DIRECTIONS FOR THIS TASK: Reproduce each entry exactly.
++++ PROVIDED DATA
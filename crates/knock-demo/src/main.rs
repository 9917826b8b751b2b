// Knock demo server
// Decision: Password login with cookie sessions, the smallest setup exercising login, auth and revoke
// Decision: Dispatcher options come from KNOCK_* env vars, demo settings from KNOCK_DEMO_*

mod config;
mod schemas;

use anyhow::{Context, Result};
use axum::{
    extract::State,
    middleware::from_fn_with_state,
    routing::{get, post},
    Json, Router,
};
use knock::{guard, Identity, Knock, KnockOptions};
use serde::Serialize;
use serde_json::{json, Value};
use tower_http::trace::TraceLayer;
use tracing_subscriber::{layer::SubscriberExt, util::SubscriberInitExt};

use crate::config::DemoConfig;
use crate::schemas::{password_schema, session_schema, single_user_verifier, SessionStore};

#[derive(Serialize)]
struct HealthResponse {
    status: &'static str,
    version: &'static str,
    schemas: Vec<String>,
}

async fn health(State(knock): State<Knock>) -> Json<HealthResponse> {
    Json(HealthResponse {
        status: "ok",
        version: env!("CARGO_PKG_VERSION"),
        schemas: knock.registry().names(),
    })
}

async fn login(Identity(user): Identity) -> Json<Value> {
    Json(json!({ "user": user }))
}

async fn me(Identity(user): Identity) -> Json<Value> {
    Json(user)
}

async fn logout(Identity(user): Identity) -> Json<Value> {
    Json(json!({ "revoked": user }))
}

/// Register the demo schemas on `knock`
fn configure(knock: &Knock, config: &DemoConfig, store: SessionStore) -> Result<()> {
    let account = config.account.clone();
    knock
        .enable(
            None,
            password_schema(),
            true,
            Some(single_user_verifier(account.username, account.password)),
        )
        .context("Failed to enable password schema")?;
    knock
        .enable(None, session_schema(store), true, None)
        .context("Failed to enable session schema")?;
    Ok(())
}

fn build_router(knock: &Knock) -> Router {
    Router::new()
        .route("/health", get(health).with_state(knock.clone()))
        .route(
            "/login",
            post(login).route_layer(from_fn_with_state(knock.knock_login(None), guard)),
        )
        .route(
            "/me",
            get(me).route_layer(from_fn_with_state(knock.knock_auth(None), guard)),
        )
        .route(
            "/logout",
            post(logout).route_layer(from_fn_with_state(knock.revoke(None), guard)),
        )
}

#[tokio::main]
async fn main() -> Result<()> {
    if let Ok(path) = dotenvy::dotenv() {
        eprintln!("Loaded environment from {}", path.display());
    }

    tracing_subscriber::registry()
        .with(
            tracing_subscriber::EnvFilter::try_from_default_env()
                .unwrap_or_else(|_| "knock=debug,knock_demo=debug,tower_http=debug".into()),
        )
        .with(tracing_subscriber::fmt::layer())
        .init();

    tracing::info!("knock-demo starting...");

    let config = DemoConfig::from_env();
    let options = KnockOptions::from_env();
    let knock = Knock::new(options);
    configure(&knock, &config, SessionStore::new())?;

    tracing::info!(
        schemas = ?knock.registry().names(),
        throw_unauthorized = knock.throws_unauthorized_error(),
        body_limit = knock.body_limit(),
        "Knock configured"
    );

    let app = build_router(&knock).layer(TraceLayer::new_for_http());

    let listener = tokio::net::TcpListener::bind(&config.addr)
        .await
        .context("Failed to bind to address")?;
    tracing::info!("HTTP server listening on {}", config.addr);

    axum::serve(listener, app).await.context("Server error")?;

    Ok(())
}

#[cfg(test)]
mod tests {
    use super::*;
    use axum::{
        body::Body,
        http::{header, Request, StatusCode},
    };
    use http_body_util::BodyExt;
    use tower::ServiceExt;

    fn test_app() -> Router {
        let knock = Knock::default();
        configure(&knock, &DemoConfig::default(), SessionStore::new()).unwrap();
        build_router(&knock)
    }

    async fn json_body(response: axum::response::Response) -> Value {
        let body = response.into_body().collect().await.unwrap().to_bytes();
        serde_json::from_slice(&body).unwrap()
    }

    fn session_cookie(response: &axum::response::Response) -> String {
        let set_cookie = response
            .headers()
            .get(header::SET_COOKIE)
            .and_then(|v| v.to_str().ok())
            .unwrap();
        set_cookie.split(';').next().unwrap().to_string()
    }

    #[tokio::test]
    async fn test_health_lists_schemas() {
        let response = test_app()
            .oneshot(Request::builder().uri("/health").body(Body::empty()).unwrap())
            .await
            .unwrap();

        assert_eq!(response.status(), 200);
        let body = json_body(response).await;
        assert_eq!(body["status"], "ok");
        assert_eq!(body["schemas"], json!(["password", "session"]));
    }

    #[tokio::test]
    async fn test_login_me_logout() {
        let app = test_app();

        let response = app
            .clone()
            .oneshot(
                Request::builder()
                    .method("POST")
                    .uri("/login")
                    .header(header::CONTENT_TYPE, "application/json")
                    .body(Body::from(r#"{"username":"demo","password":"demo"}"#))
                    .unwrap(),
            )
            .await
            .unwrap();
        assert_eq!(response.status(), StatusCode::OK);
        let cookie = session_cookie(&response);
        assert!(cookie.starts_with("session="));
        assert_eq!(json_body(response).await, json!({"user": {"name": "demo"}}));

        let response = app
            .clone()
            .oneshot(
                Request::builder()
                    .uri("/me")
                    .header(header::COOKIE, &cookie)
                    .body(Body::empty())
                    .unwrap(),
            )
            .await
            .unwrap();
        assert_eq!(response.status(), StatusCode::OK);
        assert_eq!(json_body(response).await, json!({"name": "demo"}));

        let response = app
            .clone()
            .oneshot(
                Request::builder()
                    .method("POST")
                    .uri("/logout")
                    .header(header::COOKIE, &cookie)
                    .body(Body::empty())
                    .unwrap(),
            )
            .await
            .unwrap();
        assert_eq!(response.status(), StatusCode::OK);

        let response = app
            .oneshot(
                Request::builder()
                    .uri("/me")
                    .header(header::COOKIE, &cookie)
                    .body(Body::empty())
                    .unwrap(),
            )
            .await
            .unwrap();
        assert_eq!(response.status(), StatusCode::UNAUTHORIZED);
    }

    #[tokio::test]
    async fn test_wrong_password_is_rejected() {
        let response = test_app()
            .oneshot(
                Request::builder()
                    .method("POST")
                    .uri("/login")
                    .header(header::CONTENT_TYPE, "application/x-www-form-urlencoded")
                    .body(Body::from("username=demo&password=guess"))
                    .unwrap(),
            )
            .await
            .unwrap();

        assert_eq!(response.status(), StatusCode::UNAUTHORIZED);
        assert!(response.headers().get(header::SET_COOKIE).is_none());
        let body = json_body(response).await;
        assert_eq!(body["error"], "invalid credentials");
    }
}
++++++++
ANSWER AREA:
filename crates/knock-demo/src/main.rs
repository 9917826b8b751b2b
// Knock demo server
// Decision: Password login with cookie sessions, the smallest setup exercising login, auth and revoke
// Decision: Dispatcher options come from KNOCK_* env vars, demo settings from KNOCK_DEMO_*

mod config;
mod schemas;

use anyhow::{Context, Result};
use axum::{
    extract::State,
    middleware::from_fn_with_state,
    routing::{get, post},
    Json, Router,
};
use knock::{guard, Identity, Knock, KnockOptions};
use serde::Serialize;
use serde_json::{json, Value};
use tower_http::trace::TraceLayer;
use tracing_subscriber::{layer::SubscriberExt, util::SubscriberInitExt};

use crate::config::DemoConfig;
use crate::schemas::{password_schema, session_schema, single_user_verifier, SessionStore};

#[derive(Serialize)]
struct HealthResponse {
    status: &'static str,
    version: &'static str,
    schemas: Vec<String>,
}

async fn health(State(knock): State<Knock>) -> Json<HealthResponse> {
    Json(HealthResponse {
        status: "ok",
        version: env!("CARGO_PKG_VERSION"),
        schemas: knock.registry().names(),
    })
}

async fn login(Identity(user): Identity) -> Json<Value> {
    Json(json!({ "user": user }))
}

async fn me(Identity(user): Identity) -> Json<Value> {
    Json(user)
}

async fn logout(Identity(user): Identity) -> Json<Value> {
    Json(json!({ "revoked": user }))
}

/// Register the demo schemas on `knock`
fn configure(knock: &Knock, config: &DemoConfig, store: SessionStore) -> Result<()> {
    let account = config.account.clone();
    knock
        .enable(
            None,
            password_schema(),
            true,
            Some(single_user_verifier(account.username, account.password)),
        )
        .context("Failed to enable password schema")?;
    knock
        .enable(None, session_schema(store), true, None)
        .context("Failed to enable session schema")?;
    Ok(())
}

fn build_router(knock: &Knock) -> Router {
    Router::new()
        .route("/health", get(health).with_state(knock.clone()))
        .route(
            "/login",
            post(login).route_layer(from_fn_with_state(knock.knock_login(None), guard)),
        )
        .route(
            "/me",
            get(me).route_layer(from_fn_with_state(knock.knock_auth(None), guard)),
        )
        .route(
            "/logout",
            post(logout).route_layer(from_fn_with_state(knock.revoke(None), guard)),
        )
}

#[tokio::main]
async fn main() -> Result<()> {
    if let Ok(path) = dotenvy::dotenv() {
        eprintln!("Loaded environment from {}", path.display());
    }

    tracing_subscriber::registry()
        .with(
            tracing_subscriber::EnvFilter::try_from_default_env()
                .unwrap_or_else(|_| "knock=debug,knock_demo=debug,tower_http=debug".into()),
        )
        .with(tracing_subscriber::fmt::layer())
        .init();

    tracing::info!("knock-demo starting...");

    let config = DemoConfig::from_env();
    let options = KnockOptions::from_env();
    let knock = Knock::new(options);
    configure(&knock, &config, SessionStore::new())?;

    tracing::info!(
        schemas = ?knock.registry().names(),
        throw_unauthorized = knock.throws_unauthorized_error(),
        body_limit = knock.body_limit(),
        "Knock configured"
    );

    let app = build_router(&knock).layer(TraceLayer::new_for_http());

    let listener = tokio::net::TcpListener::bind(&config.addr)
        .await
        .context("Failed to bind to address")?;
    tracing::info!("HTTP server listening on {}", config.addr);

    axum::serve(listener, app).await.context("Server error")?;

    Ok(())
}

#[cfg(test)]
mod tests {
    use super::*;
    use axum::{
        body::Body,
        http::{header, Request, StatusCode},
    };
    use http_body_util::BodyExt;
    use tower::ServiceExt;

    fn test_app() -> Router {
        let knock = Knock::default();
        configure(&knock, &DemoConfig::default(), SessionStore::new()).unwrap();
        build_router(&knock)
    }

    async fn json_body(response: axum::response::Response) -> Value {
        let body = response.into_body().collect().await.unwrap().to_bytes();
        serde_json::from_slice(&body).unwrap()
    }

    fn session_cookie(response: &axum::response::Response) -> String {
        let set_cookie = response
            .headers()
            .get(header::SET_COOKIE)
            .and_then(|v| v.to_str().ok())
            .unwrap();
        set_cookie.split(';').next().unwrap().to_string()
    }

    #[tokio::test]
    async fn test_health_lists_schemas() {
        let response = test_app()
            .oneshot(Request::builder().uri("/health").body(Body::empty()).unwrap())
            .await
            .unwrap();

        assert_eq!(response.status(), 200);
        let body = json_body(response).await;
        assert_eq!(body["status"], "ok");
        assert_eq!(body["schemas"], json!(["password", "session"]));
    }

    #[tokio::test]
    async fn test_login_me_logout() {
        let app = test_app();

        let response = app
            .clone()
            .oneshot(
                Request::builder()
                    .method("POST")
                    .uri("/login")
                    .header(header::CONTENT_TYPE, "application/json")
                    .body(Body::from(r#"{"username":"demo","password":"demo"}"#))
                    .unwrap(),
            )
            .await
            .unwrap();
        assert_eq!(response.status(), StatusCode::OK);
        let cookie = session_cookie(&response);
        assert!(cookie.starts_with("session="));
        assert_eq!(json_body(response).await, json!({"user": {"name": "demo"}}));

        let response = app
            .clone()
            .oneshot(
                Request::builder()
                    .uri("/me")
                    .header(header::COOKIE, &cookie)
                    .body(Body::empty())
                    .unwrap(),
            )
            .await
            .unwrap();
        assert_eq!(response.status(), StatusCode::OK);
        assert_eq!(json_body(response).await, json!({"name": "demo"}));

        let response = app
            .clone()
            .oneshot(
                Request::builder()
                    .method("POST")
                    .uri("/logout")
                    .header(header::COOKIE, &cookie)
                    .body(Body::empty())
                    .unwrap(),
            )
            .await
            .unwrap();
        assert_eq!(response.status(), StatusCode::OK);

        let response = app
            .oneshot(
                Request::builder()
                    .uri("/me")
                    .header(header::COOKIE, &cookie)
                    .body(Body::empty())
                    .unwrap(),
            )
            .await
            .unwrap();
        assert_eq!(response.status(), StatusCode::UNAUTHORIZED);
    }

    #[tokio::test]
    async fn test_wrong_password_is_rejected() {
        let response = test_app()
            .oneshot(
                Request::builder()
                    .method("POST")
                    .uri("/login")
                    .header(header::CONTENT_TYPE, "application/x-www-form-urlencoded")
                    .body(Body::from("username=demo&password=guess"))
                    .unwrap(),
            )
            .await
            .unwrap();

        assert_eq!(response.status(), StatusCode::UNAUTHORIZED);
        assert!(response.headers().get(header::SET_COOKIE).is_none());
        let body = json_body(response).await;
        assert_eq!(body["error"], "invalid credentials");
    }
}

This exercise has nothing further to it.